Nothing we’d done on this case had turned out the way it was supposed to, and now I’d been put on an electronic leash. Like a criminal.
“As far as accessories go, it leaves something to be desired.” Lia’s response to the tracker secured around my ankle was predictably blasé. “Although that exact shade of black plastic does bring out the color of your eyes.”
“Shut up.”
“Cranky, cranky.” Lia waggled a finger at me. I smacked her hand away. “You have to admit that it’s deliciously ironic,” she said, stowing her waggling finger safely away.
I didn’t have to admit anything.
“Of all of us,” Lia continued, “you’re the least likely to be arrested. In fact, you might be the only one of us who hasn’t been arrested. And yet…” She gestured toward my ankle.
“Yuk it up,” I told her. “You might be next. Agent Sterling probably orders these things in bulk.”

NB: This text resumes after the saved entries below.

//! Session middleware configuration for admin.
//!
//! In-memory sessions with stricter settings than the storefront
//! (SameSite=Strict, 24hr expiry).

use fashion_store_session::SessionCache;
use tower_sessions::{Expiry, SessionManagerLayer};

use crate::config::AdminConfig;

/// Session cookie name for admin.
pub const SESSION_COOKIE_NAME: &str = "fs_admin_session";

/// Session expiry time in seconds (24 hours).
const SESSION_EXPIRY_SECONDS: i64 = 24 * 60 * 60;

/// Upper bound on live sessions held in memory.
const MAX_SESSIONS: u64 = 1_000;

/// Create the session layer with a bounded in-memory store.
#[must_use]
pub fn create_session_layer(config: &AdminConfig) -> SessionManagerLayer<SessionCache> {
    SessionManagerLayer::new(SessionCache::new(MAX_SESSIONS))
        .with_name(SESSION_COOKIE_NAME)
        .with_expiry(Expiry::OnInactivity(
            tower_sessions::cookie::time::Duration::seconds(SESSION_EXPIRY_SECONDS),
        ))
        .with_secure(config.is_secure())
        .with_same_site(tower_sessions::cookie::SameSite::Strict)
        .with_http_only(true)
        .with_path("/")
}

“Bit of a double standard, don’t you think? The boys sneak out and get sentenced to each other’s company. You sneak out, and—”
“Enough,” I told Lia. “Sitting around and talking about it isn’t going to change anything. Besides, this isn’t our biggest problem.”
Somebody still had to tell Dean what had happened to Trina Simms.
“We went to see her, and now she’s dead.” Dean summarized the entire situation in a single sentence.
“Temporal proximity doesn’t imply causation,” Sloane said, patting him on the shoulder—the Sloane version of a comforting there, there.
“That’s the question, isn’t it?” Michael cut in. The five of us were gathered in the room the boys were now—apparently—sharing. Michael leaned back against the doorjamb and crossed one ankle over the other. “Was Trina already in the killer’s sights, or did our visit somehow set the UNSUB off?”
Dean considered the question. “Emerson’s murder was fairly well-planned.” Flipping into profiler mode kept him from getting dragged back under to the dark place, but even when Dean was trying to distance himself from what had happened, he never stopped referring to Emerson by name. “The presentation of her corpse was precise. Based on our interactions with Sterling and Briggs over the last few days, I’m guessing they don’t have much in the way of physical evidence. We’re looking at someone with a high level of attention to detail—all of which suggests that our killer would be methodical in selecting his victims.”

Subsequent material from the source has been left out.